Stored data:
******

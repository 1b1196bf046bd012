use anyhow::Context;
use glam::{Vec2, Vec3};
use log::{error, info, warn};
use thiserror::Error;

use crate::animation::AnimationLoop;
use crate::client::CrystalSource;
use crate::descriptor::CrystalDescriptor;
use crate::host::{ContainerLookup, FrameRenderer, ViewerHost};
use crate::input::DragRotation;
use crate::options::ViewerOptions;
use crate::overlay::{
    CrystalStats, Overlay, INIT_FAILED_MESSAGE, LOAD_FAILED_MESSAGE,
};
use crate::scene::{CrystalMesh, CrystalScene};

pub const RENDER_FAILED_MESSAGE: &str = "Crystal rendering stopped";

/// Share of the yaw speed applied to pitch while auto-rotating.
const AUTO_ROTATE_PITCH_RATIO: f32 = 0.5;

#[derive(Debug, Error)]
pub enum ViewerError {
    #[error("container element '{0}' not found")]
    ContainerNotFound(String),
    #[error("no crystal data available for user {0}")]
    NoData(String),
    #[error(transparent)]
    Setup(#[from] anyhow::Error),
}

/// Lifecycle of a viewer: `Idle → Loading → (Ready | Error)`, then
/// `Destroyed` from any state.
#[derive(Debug, Clone, Copy, PartialEq, Eq)]
pub enum ViewerStatus {
    Idle,
    Loading,
    Ready,
    Error,
    Destroyed,
}

/// Binds one container to a live, drag-rotatable view of one user's crystal.
pub struct CrystalViewer<H, S>
where
    H: ViewerHost,
    S: CrystalSource,
{
    host: H,
    source: S,
    user_id: String,
    options: ViewerOptions,
    status: ViewerStatus,
    last_error: Option<String>,
    descriptor: Option<CrystalDescriptor>,
    scene: Option<CrystalScene>,
    renderer: Option<H::Renderer>,
    drag: DragRotation,
    animation: AnimationLoop,
}

impl<H, S> CrystalViewer<H, S>
where
    H: ViewerHost,
    S: CrystalSource,
{
    pub fn new(host: H, user_id: impl Into<String>, options: ViewerOptions, source: S) -> Self {
        Self {
            host,
            source,
            user_id: user_id.into(),
            options,
            status: ViewerStatus::Idle,
            last_error: None,
            descriptor: None,
            scene: None,
            renderer: None,
            drag: DragRotation::new(),
            animation: AnimationLoop::new(),
        }
    }

    /// Looks up `container_id` and binds a viewer to it. A missing container
    /// is logged and nothing else is attempted.
    pub fn mount<L>(
        lookup: &L,
        container_id: &str,
        user_id: impl Into<String>,
        options: ViewerOptions,
        source: S,
    ) -> Result<Self, ViewerError>
    where
        L: ContainerLookup<Host = H>,
    {
        let Some(host) = lookup.find_container(container_id) else {
            error!("crystal viewer container '{container_id}' not found");
            return Err(ViewerError::ContainerNotFound(container_id.to_string()));
        };
        Ok(Self::new(host, user_id, options, source))
    }

    /// Loads the crystal and starts rendering it.
    ///
    /// Failures never escape: they are logged, shown in the container and
    /// reflected in the returned status.
    pub async fn init(&mut self) -> ViewerStatus {
        if self.status != ViewerStatus::Idle {
            warn!("ignoring init of a viewer in state {:?}", self.status);
            return self.status;
        }
        self.status = ViewerStatus::Loading;
        self.host.show_overlay(&Overlay::Loading);

        let Some(descriptor) = self.fetch_crystal_data().await else {
            let err = ViewerError::NoData(self.user_id.clone());
            self.fail(LOAD_FAILED_MESSAGE, &err);
            return self.status;
        };

        if let Err(err) = self.setup(descriptor).await {
            self.fail(INIT_FAILED_MESSAGE, &err);
        }
        self.status
    }

    /// Fetches this viewer's descriptor; `None` on any failure.
    pub async fn fetch_crystal_data(&self) -> Option<CrystalDescriptor> {
        self.source.fetch_crystal_data(&self.user_id).await
    }

    async fn setup(&mut self, descriptor: CrystalDescriptor) -> Result<(), ViewerError> {
        let (width, height) = self.viewport_size();
        let mut renderer = self
            .host
            .create_renderer(width, height)
            .await
            .context("failed to create renderer")?;
        let scene = CrystalScene::from_descriptor(
            &descriptor,
            &self.options,
            width as f32 / height.max(1) as f32,
        );
        let upload = renderer
            .upload_crystal(&scene.crystal)
            .context("failed to upload crystal mesh");
        self.renderer = Some(renderer);
        upload?;

        let geometry = &scene.crystal.geometry;
        info!(
            "crystal for user {} has {} vertices and {} triangles",
            self.user_id,
            geometry.vertex_count(),
            geometry.triangle_count()
        );
        let stats = CrystalStats::new(&descriptor, geometry);
        self.scene = Some(scene);
        self.descriptor = Some(descriptor);

        self.host
            .attach_pointer_handlers()
            .context("failed to attach pointer handlers")?;
        if self.options.show_stats {
            self.host.show_stats(&stats);
        }
        self.start_animation()?;
        self.host
            .attach_resize_handler()
            .context("failed to attach resize handler")?;
        self.host.clear_overlay();
        self.status = ViewerStatus::Ready;
        Ok(())
    }

    fn viewport_size(&self) -> (u32, u32) {
        match self.host.container_size() {
            (0, _) | (_, 0) => self.options.size.dimensions(),
            size => size,
        }
    }

    fn start_animation(&mut self) -> Result<(), ViewerError> {
        self.animation.start();
        let handle = self
            .host
            .schedule_frame()
            .context("failed to schedule first frame")?;
        self.animation.set_pending(handle);
        Ok(())
    }

    /// Runs one frame: auto-rotates, renders and re-arms the next frame.
    /// Does nothing once the loop is stopped.
    pub fn animate(&mut self) {
        if !self.animation.begin_frame() {
            return;
        }
        let (Some(scene), Some(renderer)) = (self.scene.as_mut(), self.renderer.as_mut()) else {
            self.animation.stop();
            return;
        };
        if self.options.auto_rotate {
            let speed = self.options.rotation_speed;
            scene.crystal.rotation.y += speed;
            scene.crystal.rotation.x += speed * AUTO_ROTATE_PITCH_RATIO;
        }
        if let Err(err) = renderer.render(scene) {
            let err = ViewerError::Setup(err);
            self.fail(RENDER_FAILED_MESSAGE, &err);
            return;
        }
        match self.host.schedule_frame() {
            Ok(handle) => self.animation.set_pending(handle),
            Err(err) => {
                error!("failed to schedule next frame: {err:#}");
                self.animation.stop();
            }
        }
    }

    /// Matches camera aspect and renderer size to the container. No-op until
    /// the viewer is ready.
    pub fn on_resize(&mut self) {
        let (Some(scene), Some(renderer)) = (self.scene.as_mut(), self.renderer.as_mut()) else {
            return;
        };
        let (width, height) = self.host.container_size();
        if width == 0 || height == 0 {
            return;
        }
        scene.camera.set_viewport(width, height);
        renderer.resize(width, height);
    }

    pub fn pointer_down(&mut self, position: Vec2) {
        self.drag.press(position);
    }

    pub fn pointer_move(&mut self, position: Vec2) {
        if let Some(delta) = self.drag.drag_to(position) {
            self.rotate_by(delta);
        }
    }

    pub fn pointer_up(&mut self) {
        self.drag.release();
    }

    pub fn pointer_leave(&mut self) {
        self.drag.release();
    }

    pub fn touch_start(&mut self, touches: &[Vec2]) {
        self.drag.touch_start(touches);
    }

    pub fn touch_move(&mut self, touches: &[Vec2]) {
        if let Some(delta) = self.drag.touch_move(touches) {
            self.rotate_by(delta);
        }
    }

    pub fn touch_end(&mut self) {
        self.drag.release();
    }

    fn rotate_by(&mut self, delta: Vec3) {
        if let Some(scene) = self.scene.as_mut() {
            scene.crystal.rotation += delta;
        }
    }

    /// Stops the loop, releases GPU resources and detaches every handler.
    /// Safe to call at any point and more than once.
    pub fn destroy(&mut self) {
        if self.status == ViewerStatus::Destroyed {
            return;
        }
        self.release_resources();
        self.status = ViewerStatus::Destroyed;
        info!("crystal viewer for user {} destroyed", self.user_id);
    }

    fn release_resources(&mut self) {
        if let Some(handle) = self.animation.stop() {
            self.host.cancel_frame(handle);
        }
        if let Some(mut renderer) = self.renderer.take() {
            renderer.dispose();
        }
        self.scene = None;
        self.drag.release();
        self.host.detach_handlers();
    }

    fn fail(&mut self, message: &str, err: &ViewerError) {
        error!("crystal viewer for user {}: {err:#}", self.user_id);
        self.release_resources();
        self.host.show_overlay(&Overlay::Error(message.to_string()));
        self.last_error = Some(message.to_string());
        self.status = ViewerStatus::Error;
    }

    pub fn status(&self) -> ViewerStatus {
        self.status
    }

    /// Message currently shown in the container after a failure.
    pub fn last_error(&self) -> Option<&str> {
        self.last_error.as_deref()
    }

    pub fn user_id(&self) -> &str {
        &self.user_id
    }

    pub fn options(&self) -> &ViewerOptions {
        &self.options
    }

    pub fn descriptor(&self) -> Option<&CrystalDescriptor> {
        self.descriptor.as_ref()
    }

    pub fn scene(&self) -> Option<&CrystalScene> {
        self.scene.as_ref()
    }

    pub fn crystal(&self) -> Option<&CrystalMesh> {
        self.scene.as_ref().map(|scene| &scene.crystal)
    }

    pub fn is_animating(&self) -> bool {
        self.animation.is_running()
    }

    pub fn frames_rendered(&self) -> u64 {
        self.animation.frames()
    }

    pub fn host(&self) -> &H {
        &self.host
    }

    pub fn host_mut(&mut self) -> &mut H {
        &mut self.host
    }
}

impl<H, S> Drop for CrystalViewer<H, S>
where
    H: ViewerHost,
    S: CrystalSource,
{
    fn drop(&mut self) {
        self.destroy();
    }
}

******

# [Task objective]
Track down all lines above with the string "NoData" and copy them.

# [Response]
    NoData(String),
            let err = ViewerError::NoData(self.user_id.clone());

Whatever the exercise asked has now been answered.